Exercise aim: Up to and including the line with "with an in-memory", please reproduce the lines below exactly, beginning with the first.

▼▼▼

//! Client-facing TCP server.
//!
//! For every accepted connection a dedicated thread reads lines, decodes each
//! into a [`Command`] and dispatches it:
//!
//! - `PRICE <ticker>` → one line: the resolved price or `price unavailable`.
//! - `HISTORY <ticker>` → the persistence tier's listing relayed verbatim, closed
//!   by `END_HISTORY`.
//! - `SAIR` / `EXIT` → the session ends without a reply.
//! - anything else → `invalid command`, and the session continues.
//!
//! A socket error on one connection ends that connection only. The accept loop
//! stops (and returns the error) only if `accept` itself fails.
use std::net::{SocketAddr, TcpListener, TcpStream};
use std::sync::Arc;
use std::thread;
use std::time::Duration;

use log::{debug, error, info, warn};
use price_common::reply::{END_HISTORY, HISTORY_UNAVAILABLE, INVALID_COMMAND};
use price_common::{Command, LineStream, PriceError, Result, Ticker};

use crate::cache::{MemoryCache, PriceCache};
use crate::config::ServerConfig;
use crate::quote_source::{HttpQuoteSource, QuoteSource};
use crate::resolver::PriceResolver;
use crate::store_client::StoreClient;
use crate::write_back::WriteBack;

/// Request server bound to a listening socket.
pub struct RequestServer {
    listener: TcpListener,
    resolver: Arc<PriceResolver>,
    idle_timeout: Option<Duration>,
}

impl RequestServer {
    /// Bind with an explicit cache and quote source.
    pub fn bind(
        config: &ServerConfig,
        cache: Arc<dyn PriceCache>,
        source: Arc<dyn QuoteSource>,
    ) -> Result<Self> {
        let store = StoreClient::new(&config.store_addr, config.io_timeout);
        let write_back = WriteBack::start(store.clone());
        let resolver = PriceResolver::new(cache, source, store, write_back, config.consult_store);

        let listener = TcpListener::bind(&config.bind)?;
        info!(
            "Request server bound to {} (persistence tier at {})",
            listener.local_addr()?,
            config.store_addr
        );
        Ok(Self {
            listener,
            resolver: Arc::new(resolver),
            idle_timeout: config.idle_timeout,
        })
    }

    /// Bind with an in-memory cache and the HTTP quote source described by `config`.
    pub fn from_config(config: &ServerConfig) -> Result<Self> {
        let source = HttpQuoteSource::new(&config.api_base_url, &config.api_token, config.io_timeout)?;
        Self::bind(config, Arc::new(MemoryCache::new()), Arc::new(source))
    }

    /// Address actually bound, useful when binding to port 0.
    pub fn local_addr(&self) -> Result<SocketAddr> {
        Ok(self.listener.local_addr()?)
    }

    /// Blocking accept loop, one thread per connection.
    pub fn run(self) -> Result<()> {
        info!("Request server accepting on {}", self.listener.local_addr()?);
        loop {
            let (stream, addr) = self.listener.accept().map_err(|e| {
                error!("Failed to accept connection: {}", e);
                e
            })?;
            let resolver = Arc::clone(&self.resolver);
            let idle_timeout = self.idle_timeout;
            thread::spawn(move || {
                debug!("Worker started for {}", addr);
                if let Err(e) = handle_connection(stream, &resolver, idle_timeout) {
                    warn!("Connection {} ended with error: {}", addr, e);
                }
                debug!("Worker finished for {}", addr);
            });
        }
    }
}

fn handle_connection(
    stream: TcpStream,
    resolver: &PriceResolver,
    idle_timeout: Option<Duration>,
) -> Result<()> {
    let mut conn = LineStream::new(stream)?;
    conn.set_timeout(idle_timeout)?;
    let peer = conn.peer_addr()?;
    info!("Client connected: {}", peer);

    loop {
        let line = match conn.read_line() {
            Ok(Some(line)) => line,
            Ok(None) => break,
            Err(PriceError::LineTooLong(limit)) => {
                warn!("Discarded a line over {} bytes from {}", limit, peer);
                conn.write_line(INVALID_COMMAND)?;
                continue;
            }
            Err(e) => return Err(e),
        };
        debug!("{} -> {:?}", peer, line);
        match Command::parse(&line) {
            Command::Price(ticker) => {
                let resolution = resolver.resolve(&ticker);
                conn.write_line(resolution.reply_line())?;
            }
            Command::History(ticker) => relay_history(&mut conn, resolver, &ticker)?,
            Command::Quit => {
                info!("Client {} quit", peer);
                return Ok(());
            }
            command @ (Command::Save(..) | Command::Fetch(_) | Command::Invalid(_)) => {
                debug!("Rejected line from {}: {}", peer, command);
                conn.write_line(INVALID_COMMAND)?;
            }
        }
    }
    info!("Client {} disconnected", peer);
    Ok(())
}

fn relay_history(conn: &mut LineStream, resolver: &PriceResolver, ticker: &Ticker) -> Result<()> {
    match resolver.store().history(ticker) {
        Ok(lines) => {
            for line in &lines {
                conn.write_line(line)?;
            }
        }
        Err(e) => {
            warn!("History of {} unavailable: {}", ticker, e);
            conn.write_line(HISTORY_UNAVAILABLE)?;
        }
    }
    conn.write_line(END_HISTORY)
}

#[cfg(test)]
mod tests {
    use super::*;
    use price_common::reply::PRICE_UNAVAILABLE;
    use price_common::Price;
    use price_common::codec::MAX_LINE_LEN;

    struct NoQuotes;

    impl QuoteSource for NoQuotes {
        fn current_price(&self, _ticker: &Ticker) -> Result<Option<Price>> {
            Err(PriceError::UpstreamUnavailable("offline".into()))
        }
    }

    fn unreachable_addr() -> String {
        let listener = TcpListener::bind("127.0.0.1:0").unwrap();
        listener.local_addr().unwrap().to_string()
    }

    fn start(cache: Arc<MemoryCache>) -> String {
        let config = ServerConfig {
            bind: "127.0.0.1:0".to_string(),
            store_addr: unreachable_addr(),
            io_timeout: Some(Duration::from_millis(500)),
            ..ServerConfig::default()
        };
        let server = RequestServer::bind(&config, cache, Arc::new(NoQuotes)).unwrap();
        let addr = server.local_addr().unwrap().to_string();
        thread::spawn(move || server.run());
        addr
    }

    fn connect(addr: &str) -> LineStream {
        LineStream::connect(addr, Some(Duration::from_secs(5))).unwrap()
    }

    #[test]
    fn malformed_line_keeps_session_usable() {
        let cache = Arc::new(MemoryCache::new());
        cache.put(&"AAPL".parse().unwrap(), &"201.5".parse().unwrap());
        let addr = start(cache);
        let mut conn = connect(&addr);

        assert_eq!(conn.request("PRICE").unwrap(), INVALID_COMMAND);
        assert_eq!(conn.request("").unwrap(), INVALID_COMMAND);
        assert_eq!(conn.request("SAVE AAPL 1").unwrap(), INVALID_COMMAND);
        assert_eq!(conn.request("price AAPL").unwrap(), "201.5");
    }

    #[test]
    fn oversized_line_is_invalid_and_session_survives() {
        let cache = Arc::new(MemoryCache::new());
        cache.put(&"AAPL".parse().unwrap(), &"201.5".parse().unwrap());
        let addr = start(cache);
        let mut conn = connect(&addr);

        let flood = format!("PRICE {}", "A".repeat(MAX_LINE_LEN * 4));
        assert_eq!(conn.request(&flood).unwrap(), INVALID_COMMAND);
        assert_eq!(conn.request("PRICE AAPL").unwrap(), "201.5");
    }

    #[test]
    fn upstream_failures_become_unavailable() {
        let addr = start(Arc::new(MemoryCache::new()));
        let mut conn = connect(&addr);

        assert_eq!(conn.request("PRICE MSFT").unwrap(), PRICE_UNAVAILABLE);
        conn.write_line("HISTORY MSFT").unwrap();
        assert_eq!(conn.read_line().unwrap().as_deref(), Some(HISTORY_UNAVAILABLE));
        assert_eq!(conn.read_line().unwrap().as_deref(), Some(END_HISTORY));
    }

    #[test]
    fn quit_closes_without_reply() {
        let addr = start(Arc::new(MemoryCache::new()));
        let mut conn = connect(&addr);

        conn.write_line("SAIR").unwrap();
        assert_eq!(conn.read_line().unwrap(), None);
    }

    #[test]
    fn one_dropped_client_does_not_affect_others() {
        let cache = Arc::new(MemoryCache::new());
        cache.put(&"IBM".parse().unwrap(), &"150".parse().unwrap());
        let addr = start(cache);

        let dropped = connect(&addr);
        drop(dropped);

        let mut conn = connect(&addr);
        assert_eq!(conn.request("PRICE IBM").unwrap(), "150");
    }
}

▲▲▲

The answer:
//! Client-facing TCP server.
//!
//! For every accepted connection a dedicated thread reads lines, decodes each
//! into a [`Command`] and dispatches it:
//!
//! - `PRICE <ticker>` → one line: the resolved price or `price unavailable`.
//! - `HISTORY <ticker>` → the persistence tier's listing relayed verbatim, closed
//!   by `END_HISTORY`.
//! - `SAIR` / `EXIT` → the session ends without a reply.
//! - anything else → `invalid command`, and the session continues.
//!
//! A socket error on one connection ends that connection only. The accept loop
//! stops (and returns the error) only if `accept` itself fails.
use std::net::{SocketAddr, TcpListener, TcpStream};
use std::sync::Arc;
use std::thread;
use std::time::Duration;

use log::{debug, error, info, warn};
use price_common::reply::{END_HISTORY, HISTORY_UNAVAILABLE, INVALID_COMMAND};
use price_common::{Command, LineStream, PriceError, Result, Ticker};

use crate::cache::{MemoryCache, PriceCache};
use crate::config::ServerConfig;
use crate::quote_source::{HttpQuoteSource, QuoteSource};
use crate::resolver::PriceResolver;
use crate::store_client::StoreClient;
use crate::write_back::WriteBack;

/// Request server bound to a listening socket.
pub struct RequestServer {
    listener: TcpListener,
    resolver: Arc<PriceResolver>,
    idle_timeout: Option<Duration>,
}

impl RequestServer {
    /// Bind with an explicit cache and quote source.
    pub fn bind(
        config: &ServerConfig,
        cache: Arc<dyn PriceCache>,
        source: Arc<dyn QuoteSource>,
    ) -> Result<Self> {
        let store = StoreClient::new(&config.store_addr, config.io_timeout);
        let write_back = WriteBack::start(store.clone());
        let resolver = PriceResolver::new(cache, source, store, write_back, config.consult_store);

        let listener = TcpListener::bind(&config.bind)?;
        info!(
            "Request server bound to {} (persistence tier at {})",
            listener.local_addr()?,
            config.store_addr
        );
        Ok(Self {
            listener,
            resolver: Arc::new(resolver),
            idle_timeout: config.idle_timeout,
        })
    }

    /// Bind with an in-memory cache and the HTTP quote source described by `config`.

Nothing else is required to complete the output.